- **DATA SHOWN**
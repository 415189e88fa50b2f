#![no_main]

use bytes::BytesMut;
use libfuzzer_sys::fuzz_target;
use packet_wire::{FrameKind, FrameTable, PacketFramer};
use tokio_util::codec::Decoder;

// Hostile streams may declare any length or opcode; the framer must either
// produce frames or fail with a typed error, never panic or over-read.
fuzz_target!(|data: &[u8]| {
    let mut table = FrameTable::new();
    table
        .register(0, FrameKind::Fixed(0))
        .register(1, FrameKind::Fixed(8))
        .register(2, FrameKind::Variable)
        .register(3, FrameKind::VariableShort);

    let mut framer = PacketFramer::new(table);
    let mut buf = BytesMut::from(data);
    while let Ok(Some(_)) = framer.decode(&mut buf) {}
});
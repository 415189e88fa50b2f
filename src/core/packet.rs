//! The unit the codec exchanges with the transport.

use bytes::Bytes;

use crate::core::reader::PacketReader;

/// A complete wire packet: the opcode that names its field schema, and the
/// frozen body those fields live in.
///
/// The framer consumes the opcode (and any length field) off the stream, so
/// a decoder handed a [`reader`](Self::reader) starts at the first body
/// field — the same position its peer's encoder started writing at.
#[derive(Debug, Clone, PartialEq, Eq)]
pub struct Packet {
    pub opcode: u8,
    pub body: Bytes,
}

impl Packet {
    pub fn new(opcode: u8, body: Bytes) -> Self {
        Self { opcode, body }
    }

    /// Body length in bytes.
    pub fn len(&self) -> usize {
        self.body.len()
    }

    pub fn is_empty(&self) -> bool {
        self.body.is_empty()
    }

    /// A reader positioned at the start of the body. Cloning the underlying
    /// store is cheap; the bytes themselves are shared.
    pub fn reader(&self) -> PacketReader {
        PacketReader::new(self.body.clone())
    }
}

- **EXERCISE INSTRUCTIONS**
Throughout the listing, how many lines contain the string "FrameTable"? Give the number on its own.

- **RESULT OF THE EXERCISE**
2